Task description >> Pull every line containing "Instant" from the entries.

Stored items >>

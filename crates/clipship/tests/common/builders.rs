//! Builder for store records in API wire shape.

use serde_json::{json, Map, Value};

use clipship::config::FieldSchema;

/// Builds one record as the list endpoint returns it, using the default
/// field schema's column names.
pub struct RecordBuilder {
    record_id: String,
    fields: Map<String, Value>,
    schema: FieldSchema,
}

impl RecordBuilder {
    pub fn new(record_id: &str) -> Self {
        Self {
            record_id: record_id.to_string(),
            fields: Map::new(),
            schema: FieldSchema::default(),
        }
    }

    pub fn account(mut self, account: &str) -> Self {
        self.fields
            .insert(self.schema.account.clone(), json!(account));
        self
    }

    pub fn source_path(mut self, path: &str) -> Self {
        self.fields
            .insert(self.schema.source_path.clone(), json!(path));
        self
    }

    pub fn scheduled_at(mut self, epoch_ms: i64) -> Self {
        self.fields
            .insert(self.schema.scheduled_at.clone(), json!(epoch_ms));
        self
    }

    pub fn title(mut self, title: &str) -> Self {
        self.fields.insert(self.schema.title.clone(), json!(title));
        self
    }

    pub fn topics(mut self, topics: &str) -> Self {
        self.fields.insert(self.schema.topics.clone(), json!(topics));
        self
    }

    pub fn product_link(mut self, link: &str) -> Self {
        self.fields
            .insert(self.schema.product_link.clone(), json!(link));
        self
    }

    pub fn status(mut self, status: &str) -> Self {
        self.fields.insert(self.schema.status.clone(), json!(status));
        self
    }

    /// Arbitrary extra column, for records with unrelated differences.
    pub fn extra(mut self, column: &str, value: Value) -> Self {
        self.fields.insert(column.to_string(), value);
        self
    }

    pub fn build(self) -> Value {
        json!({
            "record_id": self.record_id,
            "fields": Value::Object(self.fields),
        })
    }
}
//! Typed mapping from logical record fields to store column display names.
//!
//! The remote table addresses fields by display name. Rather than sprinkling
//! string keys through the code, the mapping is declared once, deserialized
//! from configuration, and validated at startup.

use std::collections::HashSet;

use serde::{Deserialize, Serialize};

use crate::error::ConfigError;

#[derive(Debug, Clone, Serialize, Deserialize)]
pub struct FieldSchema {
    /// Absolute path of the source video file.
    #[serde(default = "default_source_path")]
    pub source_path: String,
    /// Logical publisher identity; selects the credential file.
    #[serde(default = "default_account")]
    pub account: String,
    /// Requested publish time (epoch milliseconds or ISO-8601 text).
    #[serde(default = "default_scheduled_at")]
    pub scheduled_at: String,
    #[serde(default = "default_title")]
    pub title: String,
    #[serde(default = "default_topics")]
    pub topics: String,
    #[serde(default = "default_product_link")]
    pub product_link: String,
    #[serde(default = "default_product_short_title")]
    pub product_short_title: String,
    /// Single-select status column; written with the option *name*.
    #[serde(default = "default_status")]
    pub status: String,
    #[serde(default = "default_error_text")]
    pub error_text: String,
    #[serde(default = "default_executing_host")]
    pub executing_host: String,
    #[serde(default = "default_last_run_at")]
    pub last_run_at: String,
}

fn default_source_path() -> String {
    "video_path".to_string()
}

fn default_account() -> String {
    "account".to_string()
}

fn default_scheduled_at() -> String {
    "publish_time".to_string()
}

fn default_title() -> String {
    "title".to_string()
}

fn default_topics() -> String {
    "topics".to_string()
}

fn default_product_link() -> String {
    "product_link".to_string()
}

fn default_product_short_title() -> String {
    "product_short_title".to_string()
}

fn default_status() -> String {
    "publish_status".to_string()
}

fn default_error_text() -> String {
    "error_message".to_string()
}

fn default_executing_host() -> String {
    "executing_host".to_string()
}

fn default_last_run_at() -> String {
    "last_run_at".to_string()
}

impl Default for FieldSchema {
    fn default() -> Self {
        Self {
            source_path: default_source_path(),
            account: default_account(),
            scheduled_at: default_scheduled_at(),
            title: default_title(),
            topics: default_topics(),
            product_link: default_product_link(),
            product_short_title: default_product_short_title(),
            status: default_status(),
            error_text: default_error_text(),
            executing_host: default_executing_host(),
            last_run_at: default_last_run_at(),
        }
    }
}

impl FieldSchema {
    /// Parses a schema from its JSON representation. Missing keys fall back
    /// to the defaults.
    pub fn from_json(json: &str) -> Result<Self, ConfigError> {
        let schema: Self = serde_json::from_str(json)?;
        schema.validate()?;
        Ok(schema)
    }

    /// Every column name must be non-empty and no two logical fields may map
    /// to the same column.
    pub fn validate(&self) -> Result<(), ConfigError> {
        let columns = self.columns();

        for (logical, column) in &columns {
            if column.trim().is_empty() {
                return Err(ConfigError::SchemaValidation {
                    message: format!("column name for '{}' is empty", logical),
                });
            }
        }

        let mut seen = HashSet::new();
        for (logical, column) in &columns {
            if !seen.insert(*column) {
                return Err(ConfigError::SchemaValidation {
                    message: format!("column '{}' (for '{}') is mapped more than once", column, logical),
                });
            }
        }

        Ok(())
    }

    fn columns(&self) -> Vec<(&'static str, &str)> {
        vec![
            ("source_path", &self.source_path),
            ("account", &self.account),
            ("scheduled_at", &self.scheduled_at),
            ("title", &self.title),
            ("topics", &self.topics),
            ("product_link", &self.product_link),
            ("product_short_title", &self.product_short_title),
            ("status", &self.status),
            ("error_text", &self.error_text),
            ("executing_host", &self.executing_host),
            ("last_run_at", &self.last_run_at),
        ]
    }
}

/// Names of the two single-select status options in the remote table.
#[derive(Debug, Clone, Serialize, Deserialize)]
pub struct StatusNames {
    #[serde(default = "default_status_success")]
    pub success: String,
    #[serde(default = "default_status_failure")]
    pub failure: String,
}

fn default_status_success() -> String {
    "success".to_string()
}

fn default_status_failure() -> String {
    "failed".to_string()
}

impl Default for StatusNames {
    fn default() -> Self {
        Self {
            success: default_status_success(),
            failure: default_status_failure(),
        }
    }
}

* * *

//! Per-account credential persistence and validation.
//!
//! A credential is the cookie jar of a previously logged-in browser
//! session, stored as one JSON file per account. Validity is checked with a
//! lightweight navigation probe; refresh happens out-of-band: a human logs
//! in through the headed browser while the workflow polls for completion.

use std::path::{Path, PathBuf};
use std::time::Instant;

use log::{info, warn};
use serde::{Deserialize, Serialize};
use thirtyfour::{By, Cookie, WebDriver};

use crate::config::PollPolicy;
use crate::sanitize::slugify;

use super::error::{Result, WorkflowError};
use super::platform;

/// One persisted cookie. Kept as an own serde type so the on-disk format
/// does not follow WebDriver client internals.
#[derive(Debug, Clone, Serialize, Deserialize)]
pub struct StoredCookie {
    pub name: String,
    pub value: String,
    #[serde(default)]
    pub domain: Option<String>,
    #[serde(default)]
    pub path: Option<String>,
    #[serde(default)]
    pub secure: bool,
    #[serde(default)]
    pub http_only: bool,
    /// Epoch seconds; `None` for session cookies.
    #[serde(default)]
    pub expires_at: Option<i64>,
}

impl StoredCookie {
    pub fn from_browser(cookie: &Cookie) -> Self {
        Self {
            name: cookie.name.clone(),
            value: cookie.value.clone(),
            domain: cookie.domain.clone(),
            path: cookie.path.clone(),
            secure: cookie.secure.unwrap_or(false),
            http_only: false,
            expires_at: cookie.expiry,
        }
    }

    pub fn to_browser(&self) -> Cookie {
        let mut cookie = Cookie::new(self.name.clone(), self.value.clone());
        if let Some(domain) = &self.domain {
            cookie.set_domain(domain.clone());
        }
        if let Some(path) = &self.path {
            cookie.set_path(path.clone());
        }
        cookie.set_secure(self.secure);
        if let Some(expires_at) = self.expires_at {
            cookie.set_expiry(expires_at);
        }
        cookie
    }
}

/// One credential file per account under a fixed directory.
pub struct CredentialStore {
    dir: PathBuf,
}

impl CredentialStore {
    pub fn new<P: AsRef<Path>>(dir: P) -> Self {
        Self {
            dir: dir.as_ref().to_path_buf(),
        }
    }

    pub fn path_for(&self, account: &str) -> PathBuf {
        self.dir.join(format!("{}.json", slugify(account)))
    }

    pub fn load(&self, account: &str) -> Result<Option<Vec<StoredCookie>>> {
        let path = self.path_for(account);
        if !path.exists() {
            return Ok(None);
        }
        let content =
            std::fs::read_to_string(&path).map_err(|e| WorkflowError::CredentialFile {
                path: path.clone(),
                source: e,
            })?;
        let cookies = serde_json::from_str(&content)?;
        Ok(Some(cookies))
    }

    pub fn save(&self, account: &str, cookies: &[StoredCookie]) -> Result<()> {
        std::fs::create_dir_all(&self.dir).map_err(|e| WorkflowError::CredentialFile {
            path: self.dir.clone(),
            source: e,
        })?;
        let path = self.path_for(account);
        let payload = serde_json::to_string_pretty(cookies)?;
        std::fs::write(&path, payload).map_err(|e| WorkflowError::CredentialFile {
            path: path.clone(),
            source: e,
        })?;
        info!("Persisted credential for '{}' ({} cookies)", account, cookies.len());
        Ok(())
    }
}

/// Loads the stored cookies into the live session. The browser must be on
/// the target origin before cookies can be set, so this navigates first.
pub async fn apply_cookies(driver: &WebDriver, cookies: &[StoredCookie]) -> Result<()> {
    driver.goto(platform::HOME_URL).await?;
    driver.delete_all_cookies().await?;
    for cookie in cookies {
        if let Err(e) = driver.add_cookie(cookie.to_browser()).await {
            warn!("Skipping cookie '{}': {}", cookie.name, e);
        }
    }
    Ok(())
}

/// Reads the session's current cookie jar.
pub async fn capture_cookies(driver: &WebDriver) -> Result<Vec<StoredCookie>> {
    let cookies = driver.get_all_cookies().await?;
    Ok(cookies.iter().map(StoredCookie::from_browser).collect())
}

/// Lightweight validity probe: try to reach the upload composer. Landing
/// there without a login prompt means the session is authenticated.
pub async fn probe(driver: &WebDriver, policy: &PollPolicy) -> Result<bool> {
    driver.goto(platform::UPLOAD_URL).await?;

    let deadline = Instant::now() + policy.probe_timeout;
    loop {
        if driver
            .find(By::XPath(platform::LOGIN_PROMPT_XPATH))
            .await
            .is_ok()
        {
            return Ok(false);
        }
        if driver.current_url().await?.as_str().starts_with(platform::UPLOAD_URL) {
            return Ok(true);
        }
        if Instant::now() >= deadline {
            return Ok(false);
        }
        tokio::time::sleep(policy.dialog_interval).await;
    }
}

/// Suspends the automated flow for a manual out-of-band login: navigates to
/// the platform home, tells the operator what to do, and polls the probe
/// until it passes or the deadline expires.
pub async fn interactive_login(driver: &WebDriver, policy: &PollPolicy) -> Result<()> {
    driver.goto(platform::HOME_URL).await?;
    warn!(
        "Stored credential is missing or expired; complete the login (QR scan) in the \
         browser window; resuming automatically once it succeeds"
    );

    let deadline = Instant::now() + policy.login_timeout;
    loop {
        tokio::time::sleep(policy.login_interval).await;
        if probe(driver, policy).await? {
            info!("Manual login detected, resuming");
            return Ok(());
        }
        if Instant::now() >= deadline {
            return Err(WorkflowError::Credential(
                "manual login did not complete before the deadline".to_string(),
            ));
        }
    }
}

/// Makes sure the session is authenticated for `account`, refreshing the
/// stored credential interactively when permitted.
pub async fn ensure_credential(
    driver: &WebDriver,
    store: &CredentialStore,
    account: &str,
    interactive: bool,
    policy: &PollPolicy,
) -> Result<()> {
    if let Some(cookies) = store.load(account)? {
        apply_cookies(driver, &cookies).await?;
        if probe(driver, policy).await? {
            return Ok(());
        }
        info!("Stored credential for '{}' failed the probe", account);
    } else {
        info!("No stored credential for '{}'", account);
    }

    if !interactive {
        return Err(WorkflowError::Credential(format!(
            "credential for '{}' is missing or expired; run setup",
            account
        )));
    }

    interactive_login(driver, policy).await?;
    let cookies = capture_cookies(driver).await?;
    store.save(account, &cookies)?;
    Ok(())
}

Exercise solution >>
use std::time::Instant;
    let deadline = Instant::now() + policy.probe_timeout;
        if Instant::now() >= deadline {
    let deadline = Instant::now() + policy.login_timeout;
        if Instant::now() >= deadline {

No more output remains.